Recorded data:
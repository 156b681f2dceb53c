//! Command listing the known reference systems

use crate::catalog::Catalog;
use crate::commands::command_traits::Command;
use crate::config::SystemSet;
use crate::crs::errors::CrsResult;
use crate::crs::ReferenceSystem;
use crate::utils::logger::Logger;

/// Command printing catalog and user-defined systems
pub struct ListCommand<'a> {
    /// Built-in systems with their names
    catalog_systems: Vec<(String, ReferenceSystem)>,
    /// User-defined systems with their names
    user_systems: Vec<(String, ReferenceSystem)>,
    logger: &'a Logger,
}

impl<'a> ListCommand<'a> {
    /// Create a new list command
    pub fn new(catalog: &Catalog, user_systems: &SystemSet, logger: &'a Logger) -> Self {
        ListCommand {
            catalog_systems: catalog.systems()
                .into_iter()
                .map(|(name, system)| (name.to_string(), system.clone()))
                .collect(),
            user_systems: user_systems.iter()
                .map(|(name, system)| (name.to_string(), system.clone()))
                .collect(),
            logger,
        }
    }

    fn format_entry(name: &str, system: &ReferenceSystem) -> String {
        let code = match (system.authority(), system.id()) {
            (Some(authority), Some(id)) => format!("{}:{}", authority, id),
            (None, Some(id)) => id.to_string(),
            _ => "-".to_string(),
        };
        let summary = system.details()
            .or(system.wkt())
            .unwrap_or("");

        format!("  {:<24} {:<10} {}", name, code, summary)
    }
}

impl<'a> Command for ListCommand<'a> {
    fn execute(&self) -> CrsResult<()> {
        let mut lines = vec!["Built-in systems:".to_string()];
        lines.extend(self.catalog_systems.iter().map(|(name, system)| Self::format_entry(name, system)));

        if !self.user_systems.is_empty() {
            lines.push("User-defined systems:".to_string());
            lines.extend(self.user_systems.iter().map(|(name, system)| Self::format_entry(name, system)));
        }

        for line in &lines {
            println!("{}", line);
            self.logger.log(line)?;
        }

        Ok(())
    }
}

**PROBLEM**: Could you return exactly the lines above from the line with "(None, Some(id)) =>" to the line with "let mut lines", both included, and nothing else?

**RESPONSE BELOW**:
            (None, Some(id)) => id.to_string(),
            _ => "-".to_string(),
        };
        let summary = system.details()
            .or(system.wkt())
            .unwrap_or("");

        format!("  {:<24} {:<10} {}", name, code, summary)
    }
}

impl<'a> Command for ListCommand<'a> {
    fn execute(&self) -> CrsResult<()> {
        let mut lines = vec!["Built-in systems:".to_string()];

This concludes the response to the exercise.